+++ Supplied entries +++

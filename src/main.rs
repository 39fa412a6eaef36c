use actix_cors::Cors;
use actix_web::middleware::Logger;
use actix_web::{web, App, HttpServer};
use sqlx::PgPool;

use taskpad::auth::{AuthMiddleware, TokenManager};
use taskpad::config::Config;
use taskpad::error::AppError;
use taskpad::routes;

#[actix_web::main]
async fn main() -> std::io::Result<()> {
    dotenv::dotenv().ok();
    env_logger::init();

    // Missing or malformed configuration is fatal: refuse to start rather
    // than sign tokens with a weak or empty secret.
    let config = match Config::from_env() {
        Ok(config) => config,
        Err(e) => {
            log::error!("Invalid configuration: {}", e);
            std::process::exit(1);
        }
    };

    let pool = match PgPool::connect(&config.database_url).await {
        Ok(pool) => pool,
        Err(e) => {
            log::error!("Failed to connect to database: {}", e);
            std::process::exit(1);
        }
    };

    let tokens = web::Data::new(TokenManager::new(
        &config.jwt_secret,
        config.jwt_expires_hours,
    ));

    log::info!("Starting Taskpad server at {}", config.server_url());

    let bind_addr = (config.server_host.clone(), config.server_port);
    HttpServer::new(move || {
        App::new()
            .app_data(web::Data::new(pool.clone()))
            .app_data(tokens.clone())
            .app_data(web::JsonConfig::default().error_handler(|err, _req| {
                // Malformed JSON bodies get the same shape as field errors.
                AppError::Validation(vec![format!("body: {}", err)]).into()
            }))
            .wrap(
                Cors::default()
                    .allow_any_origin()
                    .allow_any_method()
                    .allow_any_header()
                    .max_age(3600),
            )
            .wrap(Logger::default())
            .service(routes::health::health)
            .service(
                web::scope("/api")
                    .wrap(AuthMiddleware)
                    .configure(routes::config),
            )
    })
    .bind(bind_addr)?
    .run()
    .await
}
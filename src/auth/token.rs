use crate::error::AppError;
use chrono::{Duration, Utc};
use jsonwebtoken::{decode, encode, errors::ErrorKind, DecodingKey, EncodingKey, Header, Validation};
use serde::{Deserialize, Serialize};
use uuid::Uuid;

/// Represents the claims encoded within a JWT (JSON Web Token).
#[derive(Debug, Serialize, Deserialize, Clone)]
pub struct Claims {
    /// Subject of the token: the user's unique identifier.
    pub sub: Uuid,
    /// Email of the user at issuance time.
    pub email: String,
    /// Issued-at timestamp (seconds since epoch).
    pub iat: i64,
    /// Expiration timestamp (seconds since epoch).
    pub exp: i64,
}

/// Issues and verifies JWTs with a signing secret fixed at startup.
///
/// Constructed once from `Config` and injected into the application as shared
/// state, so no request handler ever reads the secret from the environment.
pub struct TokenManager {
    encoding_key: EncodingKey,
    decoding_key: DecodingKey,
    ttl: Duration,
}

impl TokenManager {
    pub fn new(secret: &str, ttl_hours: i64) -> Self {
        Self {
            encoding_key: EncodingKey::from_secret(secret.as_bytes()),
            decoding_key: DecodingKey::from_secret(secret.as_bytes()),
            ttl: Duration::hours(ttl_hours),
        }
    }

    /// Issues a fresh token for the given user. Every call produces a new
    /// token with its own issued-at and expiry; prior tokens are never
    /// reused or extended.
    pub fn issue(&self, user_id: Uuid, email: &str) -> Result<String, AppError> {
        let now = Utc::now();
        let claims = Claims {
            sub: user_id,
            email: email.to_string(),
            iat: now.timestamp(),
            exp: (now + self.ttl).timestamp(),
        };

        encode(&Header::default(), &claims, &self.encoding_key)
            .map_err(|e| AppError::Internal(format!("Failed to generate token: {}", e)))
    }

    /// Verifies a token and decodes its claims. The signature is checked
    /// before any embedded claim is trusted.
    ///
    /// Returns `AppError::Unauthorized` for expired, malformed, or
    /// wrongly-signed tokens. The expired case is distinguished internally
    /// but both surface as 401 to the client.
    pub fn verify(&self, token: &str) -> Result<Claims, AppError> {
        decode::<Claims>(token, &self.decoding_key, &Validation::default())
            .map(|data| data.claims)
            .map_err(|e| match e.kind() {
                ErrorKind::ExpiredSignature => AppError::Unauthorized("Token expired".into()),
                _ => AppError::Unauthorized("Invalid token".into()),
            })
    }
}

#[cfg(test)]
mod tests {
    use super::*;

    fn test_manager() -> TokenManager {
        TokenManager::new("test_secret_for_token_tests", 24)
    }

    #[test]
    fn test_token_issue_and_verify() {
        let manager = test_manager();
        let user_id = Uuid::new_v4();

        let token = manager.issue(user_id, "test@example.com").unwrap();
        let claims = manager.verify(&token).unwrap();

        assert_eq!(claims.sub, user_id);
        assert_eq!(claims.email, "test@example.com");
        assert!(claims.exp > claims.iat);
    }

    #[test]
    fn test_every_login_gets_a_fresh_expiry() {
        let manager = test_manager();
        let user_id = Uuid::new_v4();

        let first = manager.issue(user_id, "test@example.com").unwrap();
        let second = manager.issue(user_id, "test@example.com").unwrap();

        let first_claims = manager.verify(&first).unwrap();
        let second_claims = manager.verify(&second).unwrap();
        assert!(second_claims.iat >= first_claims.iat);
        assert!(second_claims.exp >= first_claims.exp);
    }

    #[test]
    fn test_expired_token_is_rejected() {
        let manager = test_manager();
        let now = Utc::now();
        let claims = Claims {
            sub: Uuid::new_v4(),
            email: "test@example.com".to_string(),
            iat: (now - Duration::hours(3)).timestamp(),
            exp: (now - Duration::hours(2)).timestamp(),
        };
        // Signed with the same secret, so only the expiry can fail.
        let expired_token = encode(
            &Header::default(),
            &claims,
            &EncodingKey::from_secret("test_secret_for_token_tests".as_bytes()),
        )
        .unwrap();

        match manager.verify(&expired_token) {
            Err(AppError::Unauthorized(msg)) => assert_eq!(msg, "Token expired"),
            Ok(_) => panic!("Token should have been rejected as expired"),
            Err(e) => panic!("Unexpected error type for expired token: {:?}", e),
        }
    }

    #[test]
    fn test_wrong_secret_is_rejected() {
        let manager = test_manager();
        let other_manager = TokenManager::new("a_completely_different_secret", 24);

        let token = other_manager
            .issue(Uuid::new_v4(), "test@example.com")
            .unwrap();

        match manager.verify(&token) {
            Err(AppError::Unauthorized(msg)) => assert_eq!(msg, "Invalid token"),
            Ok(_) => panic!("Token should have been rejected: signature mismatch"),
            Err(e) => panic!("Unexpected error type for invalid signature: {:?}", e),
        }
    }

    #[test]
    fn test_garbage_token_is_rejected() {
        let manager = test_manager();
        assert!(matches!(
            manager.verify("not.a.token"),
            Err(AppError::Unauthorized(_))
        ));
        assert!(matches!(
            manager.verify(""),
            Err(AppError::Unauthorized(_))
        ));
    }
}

+++

### [What is needed]
Return the material above in full, exactly as written.

### [Task solution]
filename src/main.rs
repository 39fa412a6eaef36c
use actix_cors::Cors;
use actix_web::middleware::Logger;
use actix_web::{web, App, HttpServer};
use sqlx::PgPool;

use taskpad::auth::{AuthMiddleware, TokenManager};
use taskpad::config::Config;
use taskpad::error::AppError;
use taskpad::routes;

#[actix_web::main]
async fn main() -> std::io::Result<()> {
    dotenv::dotenv().ok();
    env_logger::init();

    // Missing or malformed configuration is fatal: refuse to start rather
    // than sign tokens with a weak or empty secret.
    let config = match Config::from_env() {
        Ok(config) => config,
        Err(e) => {
            log::error!("Invalid configuration: {}", e);
            std::process::exit(1);
        }
    };

    let pool = match PgPool::connect(&config.database_url).await {
        Ok(pool) => pool,
        Err(e) => {
            log::error!("Failed to connect to database: {}", e);
            std::process::exit(1);
        }
    };

    let tokens = web::Data::new(TokenManager::new(
        &config.jwt_secret,
        config.jwt_expires_hours,
    ));

    log::info!("Starting Taskpad server at {}", config.server_url());

    let bind_addr = (config.server_host.clone(), config.server_port);
    HttpServer::new(move || {
        App::new()
            .app_data(web::Data::new(pool.clone()))
            .app_data(tokens.clone())
            .app_data(web::JsonConfig::default().error_handler(|err, _req| {
                // Malformed JSON bodies get the same shape as field errors.
                AppError::Validation(vec![format!("body: {}", err)]).into()
            }))
            .wrap(
                Cors::default()
                    .allow_any_origin()
                    .allow_any_method()
                    .allow_any_header()
                    .max_age(3600),
            )
            .wrap(Logger::default())
            .service(routes::health::health)
            .service(
                web::scope("/api")
                    .wrap(AuthMiddleware)
                    .configure(routes::config),
            )
    })
    .bind(bind_addr)?
    .run()
    .await
}
filename src/auth/token.rs
use crate::error::AppError;
use chrono::{Duration, Utc};
use jsonwebtoken::{decode, encode, errors::ErrorKind, DecodingKey, EncodingKey, Header, Validation};
use serde::{Deserialize, Serialize};
use uuid::Uuid;

/// Represents the claims encoded within a JWT (JSON Web Token).
#[derive(Debug, Serialize, Deserialize, Clone)]
pub struct Claims {
    /// Subject of the token: the user's unique identifier.
    pub sub: Uuid,
    /// Email of the user at issuance time.
    pub email: String,
    /// Issued-at timestamp (seconds since epoch).
    pub iat: i64,
    /// Expiration timestamp (seconds since epoch).
    pub exp: i64,
}

/// Issues and verifies JWTs with a signing secret fixed at startup.
///
/// Constructed once from `Config` and injected into the application as shared
/// state, so no request handler ever reads the secret from the environment.
pub struct TokenManager {
    encoding_key: EncodingKey,
    decoding_key: DecodingKey,
    ttl: Duration,
}

impl TokenManager {
    pub fn new(secret: &str, ttl_hours: i64) -> Self {
        Self {
            encoding_key: EncodingKey::from_secret(secret.as_bytes()),
            decoding_key: DecodingKey::from_secret(secret.as_bytes()),
            ttl: Duration::hours(ttl_hours),
        }
    }

    /// Issues a fresh token for the given user. Every call produces a new
    /// token with its own issued-at and expiry; prior tokens are never
    /// reused or extended.
    pub fn issue(&self, user_id: Uuid, email: &str) -> Result<String, AppError> {
        let now = Utc::now();
        let claims = Claims {
            sub: user_id,
            email: email.to_string(),
            iat: now.timestamp(),
            exp: (now + self.ttl).timestamp(),
        };

        encode(&Header::default(), &claims, &self.encoding_key)
            .map_err(|e| AppError::Internal(format!("Failed to generate token: {}", e)))
    }

    /// Verifies a token and decodes its claims. The signature is checked
    /// before any embedded claim is trusted.
    ///
    /// Returns `AppError::Unauthorized` for expired, malformed, or
    /// wrongly-signed tokens. The expired case is distinguished internally
    /// but both surface as 401 to the client.
    pub fn verify(&self, token: &str) -> Result<Claims, AppError> {
        decode::<Claims>(token, &self.decoding_key, &Validation::default())
            .map(|data| data.claims)
            .map_err(|e| match e.kind() {
                ErrorKind::ExpiredSignature => AppError::Unauthorized("Token expired".into()),
                _ => AppError::Unauthorized("Invalid token".into()),
            })
    }
}

#[cfg(test)]
mod tests {
    use super::*;

    fn test_manager() -> TokenManager {
        TokenManager::new("test_secret_for_token_tests", 24)
    }

    #[test]
    fn test_token_issue_and_verify() {
        let manager = test_manager();
        let user_id = Uuid::new_v4();

        let token = manager.issue(user_id, "test@example.com").unwrap();
        let claims = manager.verify(&token).unwrap();

        assert_eq!(claims.sub, user_id);
        assert_eq!(claims.email, "test@example.com");
        assert!(claims.exp > claims.iat);
    }

    #[test]
    fn test_every_login_gets_a_fresh_expiry() {
        let manager = test_manager();
        let user_id = Uuid::new_v4();

        let first = manager.issue(user_id, "test@example.com").unwrap();
        let second = manager.issue(user_id, "test@example.com").unwrap();

        let first_claims = manager.verify(&first).unwrap();
        let second_claims = manager.verify(&second).unwrap();
        assert!(second_claims.iat >= first_claims.iat);
        assert!(second_claims.exp >= first_claims.exp);
    }

    #[test]
    fn test_expired_token_is_rejected() {
        let manager = test_manager();
        let now = Utc::now();
        let claims = Claims {
            sub: Uuid::new_v4(),
            email: "test@example.com".to_string(),
            iat: (now - Duration::hours(3)).timestamp(),
            exp: (now - Duration::hours(2)).timestamp(),
        };
        // Signed with the same secret, so only the expiry can fail.
        let expired_token = encode(
            &Header::default(),
            &claims,
            &EncodingKey::from_secret("test_secret_for_token_tests".as_bytes()),
        )
        .unwrap();

        match manager.verify(&expired_token) {
            Err(AppError::Unauthorized(msg)) => assert_eq!(msg, "Token expired"),
            Ok(_) => panic!("Token should have been rejected as expired"),
            Err(e) => panic!("Unexpected error type for expired token: {:?}", e),
        }
    }

    #[test]
    fn test_wrong_secret_is_rejected() {
        let manager = test_manager();
        let other_manager = TokenManager::new("a_completely_different_secret", 24);

        let token = other_manager
            .issue(Uuid::new_v4(), "test@example.com")
            .unwrap();

        match manager.verify(&token) {
            Err(AppError::Unauthorized(msg)) => assert_eq!(msg, "Invalid token"),
            Ok(_) => panic!("Token should have been rejected: signature mismatch"),
            Err(e) => panic!("Unexpected error type for invalid signature: {:?}", e),
        }
    }

    #[test]
    fn test_garbage_token_is_rejected() {
        let manager = test_manager();
        assert!(matches!(
            manager.verify("not.a.token"),
            Err(AppError::Unauthorized(_))
        ));
        assert!(matches!(
            manager.verify(""),
            Err(AppError::Unauthorized(_))
        ));
    }
}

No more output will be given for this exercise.